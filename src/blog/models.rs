use crate::core::Value;
use crate::orm::{Field, Model};
use chrono::Utc;
use serde::{Deserialize, Serialize};
use uuid::Uuid;

/// Time-ordered unique id: 15-digit millisecond timestamp, 32 random hex
/// digits and a `000` suffix.
pub fn next_id() -> String {
    format!(
        "{:015}{}000",
        Utc::now().timestamp_millis(),
        Uuid::new_v4().simple()
    )
}

fn id_default() -> Value {
    Value::Text(next_id())
}

/// Current Unix time in seconds, with sub-second precision.
pub fn unix_now() -> f64 {
    Utc::now().timestamp_micros() as f64 / 1_000_000.0
}

fn now_default() -> Value {
    Value::Float(unix_now())
}

fn id_field() -> Field {
    Field::string("id")
        .primary_key()
        .ddl("varchar(50)")
        .default_with(id_default)
}

fn created_at_field() -> Field {
    Field::float("created_at").default_with(now_default)
}

#[derive(Debug, Clone, Default, PartialEq, Serialize, Deserialize)]
pub struct User {
    pub id: Option<String>,
    pub email: String,
    pub password_hash: String,
    #[serde(default)]
    pub admin: bool,
    pub name: String,
    pub image_url: String,
    pub created_at: Option<f64>,
}

impl User {
    pub const MASKED_PASSWORD: &'static str = "******";

    /// The user as it may leave the server.
    pub fn masked(mut self) -> Self {
        self.password_hash = Self::MASKED_PASSWORD.to_string();
        self
    }
}

impl Model for User {
    const TABLE: &'static str = "users";

    fn fields() -> Vec<Field> {
        vec![
            id_field(),
            Field::string("email").ddl("varchar(50)"),
            Field::string("password_hash").ddl("varchar(100)"),
            Field::boolean("admin"),
            Field::string("name").ddl("varchar(50)"),
            Field::string("image_url").ddl("varchar(500)"),
            created_at_field(),
        ]
    }
}

#[derive(Debug, Clone, Default, PartialEq, Serialize, Deserialize)]
pub struct Blog {
    pub id: Option<String>,
    pub user_id: String,
    pub user_name: String,
    pub user_image: String,
    pub name: String,
    pub summary: String,
    pub content: String,
    pub created_at: Option<f64>,
}

impl Model for Blog {
    const TABLE: &'static str = "blogs";

    fn fields() -> Vec<Field> {
        vec![
            id_field(),
            Field::string("user_id").ddl("varchar(50)"),
            Field::string("user_name").ddl("varchar(50)"),
            Field::string("user_image").ddl("varchar(500)"),
            Field::string("name").ddl("varchar(50)"),
            Field::string("summary").ddl("varchar(200)"),
            Field::text("content"),
            created_at_field(),
        ]
    }
}

#[derive(Debug, Clone, Default, PartialEq, Serialize, Deserialize)]
pub struct Comment {
    pub id: Option<String>,
    pub blog_id: String,
    pub user_id: String,
    pub user_name: String,
    pub user_image: String,
    pub content: String,
    pub created_at: Option<f64>,
}

impl Model for Comment {
    const TABLE: &'static str = "comments";

    fn fields() -> Vec<Field> {
        vec![
            id_field(),
            Field::string("blog_id").ddl("varchar(50)"),
            Field::string("user_id").ddl("varchar(50)"),
            Field::string("user_name").ddl("varchar(50)"),
            Field::string("user_image").ddl("varchar(500)"),
            Field::text("content"),
            created_at_field(),
        ]
    }
}

#[cfg(test)]
mod tests {
    use super::*;
    use crate::orm::EntitySchema;

    #[test]
    fn test_next_id_shape() {
        let id = next_id();
        assert_eq!(id.len(), 50);
        assert!(id.ends_with("000"));
        assert!(id.chars().all(|c| c.is_ascii_hexdigit()));
        assert_ne!(next_id(), id);
    }

    #[test]
    fn test_model_schemas_compile() {
        let users = EntitySchema::build(User::TABLE, User::fields()).unwrap();
        assert_eq!(
            users.select_sql(),
            "select `id`, `email`, `password_hash`, `admin`, `name`, `image_url`, `created_at` from `users`"
        );
        EntitySchema::build(Blog::TABLE, Blog::fields()).unwrap();
        EntitySchema::build(Comment::TABLE, Comment::fields()).unwrap();
    }

    #[test]
    fn test_masked_user() {
        let user = User {
            password_hash: "secret".into(),
            ..Default::default()
        }
        .masked();
        assert_eq!(user.password_hash, "******");
    }
}
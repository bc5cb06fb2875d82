use serde::Serialize;

pub const DEFAULT_PAGE_SIZE: i64 = 10;

/// Pagination window over `item_count` items.
///
/// An empty collection or a page index past the end resets to page 1 with
/// an empty window (`offset == 0`, `limit == 0`).
#[derive(Debug, Clone, Copy, PartialEq, Eq, Serialize)]
pub struct Page {
    pub item_count: i64,
    pub page_size: i64,
    pub page_count: i64,
    pub page_index: i64,
    pub offset: i64,
    pub limit: i64,
    pub has_next: bool,
    pub has_previous: bool,
}

impl Page {
    pub fn new(item_count: i64, page_index: i64, page_size: i64) -> Self {
        let item_count = item_count.max(0);
        let page_size = page_size.max(1);
        let page_count = item_count / page_size + i64::from(item_count % page_size > 0);

        let (page_index, offset, limit) = if item_count == 0 || page_index > page_count {
            (1, 0, 0)
        } else {
            let page_index = page_index.max(1);
            (page_index, page_size * (page_index - 1), page_size)
        };

        Self {
            item_count,
            page_size,
            page_count,
            page_index,
            offset,
            limit,
            has_next: page_index < page_count,
            has_previous: page_index > 1,
        }
    }

    pub fn with_default_size(item_count: i64, page_index: i64) -> Self {
        Self::new(item_count, page_index, DEFAULT_PAGE_SIZE)
    }
}

/// Page number from a query parameter; anything unparsable or below 1 is page 1.
pub fn get_page_index(raw: Option<&str>) -> i64 {
    raw.and_then(|raw| raw.trim().parse::<i64>().ok())
        .filter(|&page| page >= 1)
        .unwrap_or(1)
}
════════
### Description of the task
Give back all the material, with each line exactly as it stands.

### Written answer
filename src/blog/models.rs
use crate::core::Value;
use crate::orm::{Field, Model};
use chrono::Utc;
use serde::{Deserialize, Serialize};
use uuid::Uuid;

/// Time-ordered unique id: 15-digit millisecond timestamp, 32 random hex
/// digits and a `000` suffix.
pub fn next_id() -> String {
    format!(
        "{:015}{}000",
        Utc::now().timestamp_millis(),
        Uuid::new_v4().simple()
    )
}

fn id_default() -> Value {
    Value::Text(next_id())
}

/// Current Unix time in seconds, with sub-second precision.
pub fn unix_now() -> f64 {
    Utc::now().timestamp_micros() as f64 / 1_000_000.0
}

fn now_default() -> Value {
    Value::Float(unix_now())
}

fn id_field() -> Field {
    Field::string("id")
        .primary_key()
        .ddl("varchar(50)")
        .default_with(id_default)
}

fn created_at_field() -> Field {
    Field::float("created_at").default_with(now_default)
}

#[derive(Debug, Clone, Default, PartialEq, Serialize, Deserialize)]
pub struct User {
    pub id: Option<String>,
    pub email: String,
    pub password_hash: String,
    #[serde(default)]
    pub admin: bool,
    pub name: String,
    pub image_url: String,
    pub created_at: Option<f64>,
}

impl User {
    pub const MASKED_PASSWORD: &'static str = "******";

    /// The user as it may leave the server.
    pub fn masked(mut self) -> Self {
        self.password_hash = Self::MASKED_PASSWORD.to_string();
        self
    }
}

impl Model for User {
    const TABLE: &'static str = "users";

    fn fields() -> Vec<Field> {
        vec![
            id_field(),
            Field::string("email").ddl("varchar(50)"),
            Field::string("password_hash").ddl("varchar(100)"),
            Field::boolean("admin"),
            Field::string("name").ddl("varchar(50)"),
            Field::string("image_url").ddl("varchar(500)"),
            created_at_field(),
        ]
    }
}

#[derive(Debug, Clone, Default, PartialEq, Serialize, Deserialize)]
pub struct Blog {
    pub id: Option<String>,
    pub user_id: String,
    pub user_name: String,
    pub user_image: String,
    pub name: String,
    pub summary: String,
    pub content: String,
    pub created_at: Option<f64>,
}

impl Model for Blog {
    const TABLE: &'static str = "blogs";

    fn fields() -> Vec<Field> {
        vec![
            id_field(),
            Field::string("user_id").ddl("varchar(50)"),
            Field::string("user_name").ddl("varchar(50)"),
            Field::string("user_image").ddl("varchar(500)"),
            Field::string("name").ddl("varchar(50)"),
            Field::string("summary").ddl("varchar(200)"),
            Field::text("content"),
            created_at_field(),
        ]
    }
}

#[derive(Debug, Clone, Default, PartialEq, Serialize, Deserialize)]
pub struct Comment {
    pub id: Option<String>,
    pub blog_id: String,
    pub user_id: String,
    pub user_name: String,
    pub user_image: String,
    pub content: String,
    pub created_at: Option<f64>,
}

impl Model for Comment {
    const TABLE: &'static str = "comments";

    fn fields() -> Vec<Field> {
        vec![
            id_field(),
            Field::string("blog_id").ddl("varchar(50)"),
            Field::string("user_id").ddl("varchar(50)"),
            Field::string("user_name").ddl("varchar(50)"),
            Field::string("user_image").ddl("varchar(500)"),
            Field::text("content"),
            created_at_field(),
        ]
    }
}

#[cfg(test)]
mod tests {
    use super::*;
    use crate::orm::EntitySchema;

    #[test]
    fn test_next_id_shape() {
        let id = next_id();
        assert_eq!(id.len(), 50);
        assert!(id.ends_with("000"));
        assert!(id.chars().all(|c| c.is_ascii_hexdigit()));
        assert_ne!(next_id(), id);
    }

    #[test]
    fn test_model_schemas_compile() {
        let users = EntitySchema::build(User::TABLE, User::fields()).unwrap();
        assert_eq!(
            users.select_sql(),
            "select `id`, `email`, `password_hash`, `admin`, `name`, `image_url`, `created_at` from `users`"
        );
        EntitySchema::build(Blog::TABLE, Blog::fields()).unwrap();
        EntitySchema::build(Comment::TABLE, Comment::fields()).unwrap();
    }

    #[test]
    fn test_masked_user() {
        let user = User {
            password_hash: "secret".into(),
            ..Default::default()
        }
        .masked();
        assert_eq!(user.password_hash, "******");
    }
}
repository bc5cb06fb2875d82
use serde::Serialize;

pub const DEFAULT_PAGE_SIZE: i64 = 10;

/// Pagination window over `item_count` items.
///
/// An empty collection or a page index past the end resets to page 1 with
/// an empty window (`offset == 0`, `limit == 0`).
#[derive(Debug, Clone, Copy, PartialEq, Eq, Serialize)]
pub struct Page {
    pub item_count: i64,
    pub page_size: i64,
    pub page_count: i64,
    pub page_index: i64,
    pub offset: i64,
    pub limit: i64,
    pub has_next: bool,
    pub has_previous: bool,
}

impl Page {
    pub fn new(item_count: i64, page_index: i64, page_size: i64) -> Self {
        let item_count = item_count.max(0);
        let page_size = page_size.max(1);
        let page_count = item_count / page_size + i64::from(item_count % page_size > 0);

        let (page_index, offset, limit) = if item_count == 0 || page_index > page_count {
            (1, 0, 0)
        } else {
            let page_index = page_index.max(1);
            (page_index, page_size * (page_index - 1), page_size)
        };

        Self {
            item_count,
            page_size,
            page_count,
            page_index,
            offset,
            limit,
            has_next: page_index < page_count,
            has_previous: page_index > 1,
        }
    }

    pub fn with_default_size(item_count: i64, page_index: i64) -> Self {
        Self::new(item_count, page_index, DEFAULT_PAGE_SIZE)
    }
}

/// Page number from a query parameter; anything unparsable or below 1 is page 1.
pub fn get_page_index(raw: Option<&str>) -> i64 {
    raw.and_then(|raw| raw.trim().parse::<i64>().ok())
        .filter(|&page| page >= 1)
        .unwrap_or(1)
}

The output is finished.